Expanding beyond its Southland roots, SaveGushKatif recently joined with seven other groups to establish the bicoastal American Coalition to Save Gush Katif/Gaza and Northern Samaria. Members include the Zionist Organization of America (ZOA) and Americans for a Safe Israel/AFSI, a New York-based advocacy group that supports a “Greater Israel.” Coalition partners share e-mail lists and ideas for educating the public.

Group partners discuss strategy via conference calls, ZOA President Morton Klein said. He added that even if these efforts fail, the importance of taking a stand cannot be overestimated.

“If it doesn’t work here, we have to send a message to the [Israeli government]: Don’t think it will be so easy to throw Jews out of Judea and Samaria,” Klein said, referring to the biblical names for the West Bank.

“Misguided” Zeal

All of these “save Gaza” efforts are misguided, said Sabiha Khan, communications director of the Southern California chapter of the Council on American-Islamic Relations (CAIR).
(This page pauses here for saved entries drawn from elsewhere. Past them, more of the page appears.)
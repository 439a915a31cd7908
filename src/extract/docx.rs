//! Word (.docx) text extraction.
//!
//! DOCX files are ZIP archives; the body lives in `word/document.xml`. Only
//! top-level body paragraphs are read, so table cells and text boxes are
//! skipped. Each paragraph contributes its run text followed by a newline.

use super::ExtractError;
use quick_xml::escape::resolve_predefined_entity;
use quick_xml::events::Event;
use quick_xml::reader::Reader;
use std::io::{BufRead, BufReader, Cursor};
use tracing::debug;
use zip::ZipArchive;

const DOCUMENT_PART: &str = "word/document.xml";

/// Extract paragraph text from an in-memory .docx file.
///
/// The result is `P1\nP2\n...Pk\n`.
pub fn extract_docx(bytes: &[u8]) -> Result<String, ExtractError> {
    let mut archive = ZipArchive::new(Cursor::new(bytes))?;
    let document = archive
        .by_name(DOCUMENT_PART)
        .map_err(|_| ExtractError::MissingPart(DOCUMENT_PART))?;

    let paragraphs = read_paragraphs(BufReader::new(document))?;
    debug!(paragraphs = paragraphs.len(), "extracted docx paragraphs");

    Ok(join_paragraphs(&paragraphs))
}

fn join_paragraphs(paragraphs: &[String]) -> String {
    let mut text = String::with_capacity(paragraphs.iter().map(|p| p.len() + 1).sum());
    for paragraph in paragraphs {
        text.push_str(paragraph);
        text.push('\n');
    }
    text
}

/// Stream document.xml and collect the text of each body paragraph
fn read_paragraphs<R: BufRead>(source: R) -> Result<Vec<String>, ExtractError> {
    let mut reader = Reader::from_reader(source);
    let mut buf = Vec::with_capacity(1024);

    // local names of the currently open elements
    let mut stack: Vec<Vec<u8>> = Vec::new();
    let mut paragraphs = Vec::new();
    let mut current: Option<String> = None;
    let mut open_paragraphs = 0usize;

    loop {
        match reader.read_event_into(&mut buf) {
            Ok(Event::Start(e)) => {
                let name = e.local_name().as_ref().to_vec();
                if name == b"p" {
                    open_paragraphs += 1;
                    if open_paragraphs == 1 && parent_is(&stack, b"body") {
                        current = Some(String::new());
                    }
                }
                stack.push(name);
            }
            Ok(Event::Empty(e)) => match e.local_name().as_ref() {
                b"p" if open_paragraphs == 0 && parent_is(&stack, b"body") => {
                    paragraphs.push(String::new());
                }
                b"tab" if in_run(&stack, open_paragraphs) => {
                    if let Some(paragraph) = current.as_mut() {
                        paragraph.push('\t');
                    }
                }
                b"br" | b"cr" if in_run(&stack, open_paragraphs) => {
                    if let Some(paragraph) = current.as_mut() {
                        paragraph.push('\n');
                    }
                }
                _ => {}
            },
            Ok(Event::End(_)) => {
                let name = stack.pop().unwrap_or_default();
                if name == b"p" {
                    open_paragraphs = open_paragraphs.saturating_sub(1);
                    if open_paragraphs == 0 {
                        if let Some(paragraph) = current.take() {
                            paragraphs.push(paragraph);
                        }
                    }
                }
            }
            Ok(Event::Text(e)) => {
                if in_text(&stack, open_paragraphs) {
                    if let Some(paragraph) = current.as_mut() {
                        paragraph.push_str(&String::from_utf8_lossy(&e));
                    }
                }
            }
            Ok(Event::GeneralRef(e)) => {
                if in_text(&stack, open_paragraphs) {
                    if let Some(paragraph) = current.as_mut() {
                        match e.resolve_char_ref() {
                            Ok(Some(c)) => paragraph.push(c),
                            Ok(None) => {
                                let name = e.decode().map_err(|err| ExtractError::Xml(err.to_string()))?;
                                match resolve_predefined_entity(&name) {
                                    Some(value) => paragraph.push_str(value),
                                    // unknown entities are kept verbatim
                                    None => {
                                        paragraph.push('&');
                                        paragraph.push_str(&name);
                                        paragraph.push(';');
                                    }
                                }
                            }
                            Err(err) => return Err(ExtractError::Xml(err.to_string())),
                        }
                    }
                }
            }
            Ok(Event::Eof) => break,
            Err(e) => return Err(ExtractError::Xml(e.to_string())),
            _ => {}
        }
        buf.clear();
    }

    Ok(paragraphs)
}

fn parent_is(stack: &[Vec<u8>], name: &[u8]) -> bool {
    matches!(stack.last(), Some(last) if last.as_slice() == name)
}

/// Inside a run of the top-level paragraph
fn in_run(stack: &[Vec<u8>], open_paragraphs: usize) -> bool {
    open_paragraphs == 1 && parent_is(stack, b"r")
}

/// Inside a `w:t` of the top-level paragraph
fn in_text(stack: &[Vec<u8>], open_paragraphs: usize) -> bool {
    open_paragraphs == 1 && parent_is(stack, b"t")
}

#[cfg(test)]
mod tests {
    use super::*;

    fn body(inner: &str) -> String {
        format!(
            r#"<?xml version="1.0" encoding="UTF-8" standalone="yes"?>
<w:document xmlns:w="http://schemas.openxmlformats.org/wordprocessingml/2006/main"><w:body>{}<w:sectPr/></w:body></w:document>"#,
            inner
        )
    }

    fn paragraphs_of(inner: &str) -> Vec<String> {
        read_paragraphs(body(inner).as_bytes()).unwrap()
    }

    #[test]
    fn test_runs_are_concatenated() {
        let paragraphs = paragraphs_of(
            r#"<w:p><w:pPr><w:pStyle w:val="Title"/></w:pPr><w:r><w:t>Olá, </w:t></w:r><w:r><w:rPr><w:b/></w:rPr><w:t>mundo</w:t></w:r></w:p>"#,
        );
        assert_eq!(paragraphs, vec!["Olá, mundo"]);
    }

    #[test]
    fn test_empty_paragraphs_are_kept() {
        let paragraphs =
            paragraphs_of(r#"<w:p><w:r><w:t>um</w:t></w:r></w:p><w:p/><w:p></w:p><w:p><w:r><w:t>dois</w:t></w:r></w:p>"#);
        assert_eq!(paragraphs, vec!["um", "", "", "dois"]);
    }

    #[test]
    fn test_tabs_and_breaks() {
        let paragraphs = paragraphs_of(
            r#"<w:p><w:pPr><w:tabs><w:tab w:val="left" w:pos="720"/></w:tabs></w:pPr><w:r><w:t>a</w:t><w:tab/><w:t>b</w:t><w:br/><w:t>c</w:t></w:r></w:p>"#,
        );
        assert_eq!(paragraphs, vec!["a\tb\nc"]);
    }

    #[test]
    fn test_entities_are_resolved() {
        let paragraphs =
            paragraphs_of(r#"<w:p><w:r><w:t xml:space="preserve">Tom &amp; Jerry &lt;3 &#233;</w:t></w:r></w:p>"#);
        assert_eq!(paragraphs, vec!["Tom & Jerry <3 é"]);
    }

    #[test]
    fn test_tables_are_skipped() {
        let paragraphs = paragraphs_of(
            r#"<w:p><w:r><w:t>antes</w:t></w:r></w:p><w:tbl><w:tr><w:tc><w:p><w:r><w:t>célula</w:t></w:r></w:p></w:tc></w:tr></w:tbl><w:p><w:r><w:t>depois</w:t></w:r></w:p>"#,
        );
        assert_eq!(paragraphs, vec!["antes", "depois"]);
    }

    #[test]
    fn test_deleted_text_is_skipped() {
        let paragraphs = paragraphs_of(
            r#"<w:p><w:del><w:r><w:delText>velho</w:delText></w:r></w:del><w:ins><w:r><w:t>novo</w:t></w:r></w:ins></w:p>"#,
        );
        assert_eq!(paragraphs, vec!["novo"]);
    }

    #[test]
    fn test_join_paragraphs() {
        let paragraphs = vec!["P1".to_string(), String::new(), "P3".to_string()];
        assert_eq!(join_paragraphs(&paragraphs), "P1\n\nP3\n");
        assert_eq!(join_paragraphs(&[]), "");
    }

    #[test]
    fn test_hex_and_unknown_entities() {
        let paragraphs =
            paragraphs_of(r#"<w:p><w:r><w:t>&quot;&#x41;&quot; &nbsp;</w:t></w:r></w:p>"#);
        assert_eq!(paragraphs, vec!["\"A\" &nbsp;"]);
    }

    #[test]
    fn test_not_a_zip() {
        let result = extract_docx(b"%PDF-1.4 not a docx");
        assert!(matches!(result, Err(ExtractError::Archive(_))));
    }
}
Khan said that Israel’s security situation would worsen if groups like SaveGushKatif and the Zionist Organization of America prevailed.

“True peace will not occur until Israel ends its occupation and Palestinians have their independence and a viable state, too,” she said.

Khan’s opinion is shared by many Jews, including Daniel Sokatch, executive director of the Progressive Jewish Alliance. Sokatch insisted that leaving Gaza would benefit Israel in the long run.

“This overwhelming support for disengagement from the American and Israeli governments, as well as their citizens, reflects an understanding among so many that the only way Israel can survive as a Jewish democracy is to withdraw from the Occupied Territories,” Sokatch said. “Gaza is a critical first step.”

Sokatch and others worry that passions surrounding the pullout could lead to Jew-on-Jew violence in the Holy Land. Certainly, emotions, both locally and internationally, will heat up as the disengagement grows near, observers predicted.

At the very least, the conflict over Gaza reflects a growing division between liberal and Orthodox Jews, who frequently have more in common politically with evangelical Christians than with their secular Jewish brethren, said David N. Myers, professor of Jewish history and director of the UCLA Center for Jewish Studies.

SaveGushKatif founder Hambourger said the last thing he wants is to exacerbate divisions among Jews. He’s admonished group members to refrain from overheated rhetoric against the Israeli government, including against Sharon, whom he calls a heroic general making a terrible mistake.

Shouting down pro-disengagement Israeli leaders or painting them as traitors only alienates moderate and liberal Jews, whose support SaveGushKatif needs, he said. Recently, Hambourger asked a man who advocated disrupting pro-disengagement gatherings to stop attending Save GushKatif meetings.

Not all SaveGushKatif members appear to share Hambourger’s position. Brooklyn supporter Robin Ticker said God gave Gush Katif and other disputed land to the Jews and to the Jews alone. She thinks Israel should treat Arabs living within its borders well, but bar them from owning land. The Jewish state, which she calls a “theocracy,” should also require Arabs and Muslims to take loyalty oaths.

“Only Jews can sanctify the land, just like only a violinist can play violin or a computer programmer can program,” said Ticker, who has lobbied at least a dozen rabbis in her Flatbush neighborhood to publicly oppose the disengagement.

Hambourger distances himself from his more extreme supporters, because he’s playing to win. And he believes he needs a wide array of Jews, without regard to their religiosity, politics or even sexual orientation.

His acolytes include Zohar Wertheim, 38, an Israeli-born gay man who owns a framing gallery in West Hollywood. He characterizes disengagement as a muddle-headed attempt to appease world opinion. After meeting with Hambourger, Wertheim said, he wrote SaveGushKatif a check for $50 and began posting pro-settler fliers in his shop window.

“I plan to do as much as I can,” Wertheim said.

Talking with a reporter at La Gondola restaurant, Hambourger surveyed fellow diners and said the fight for Gush Katif begins and ends in such places.

“These are the people who make donations, call politicians and get involved,” he said. “These are regular people, and I want to reach them.”